Mainframe Operational Intelligence

Issue/Introduction

The MOI (Mainframe Operational Intelligence) appliance receives metric data from the MSS (Message Service Server) STC.   If the metric data is not flowing and there are no obvious errors in the MSS logs, there are some network commands that can be checked to see if there are any network connection type errors.   If the network commands listed in the Resolution section of this Knowledge Document fail, you will need to contact your company's networking group to resolve the connection issue before metric data will not start flowing. 

 

Environment

Release : 2.1

Component : MF OPERATIONAL INTELLIGENCE

Resolution

The steps to check the network connection between the MSS LPAR and your MOI appliance: 

1)  From the LPAR that your MSS STC is running on:

               In ISPF option 6, execute the following command:

                tso  ping  <your MOI appliance hostname>                                  

 

                 Successful reply :    CS V2R5: Pinging host <your MOI appliance hostname> (10.xxx.xxx.xxx)

                                                         Ping #1 response took 0.051 seconds. (50.518 milliseconds)                

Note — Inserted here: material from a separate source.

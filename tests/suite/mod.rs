mod calibration;
mod config;
mod fabric;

                                                                        

                Unsuccessful ping response will be a timeout such as the response below:

                                               CS V2R5: Pinging host 10.xxx.xxx.xxx 

                                                       Ping #1 timed out                   

                              

 2) To check the mainframe hostname for the next step, please use the following commands: 

                      Option ===> TSO OMVS

                      $ hostname               

                                <hostname>.<company domain>

     

3) From the MOI appliance Linux machine:

 

                [root@nnnnnn ~]#  ping <hostname>.<company domain>

                                                 PING <hostname>.<company domain> :(10.xxx.xx.xx) 56(84) bytes of data.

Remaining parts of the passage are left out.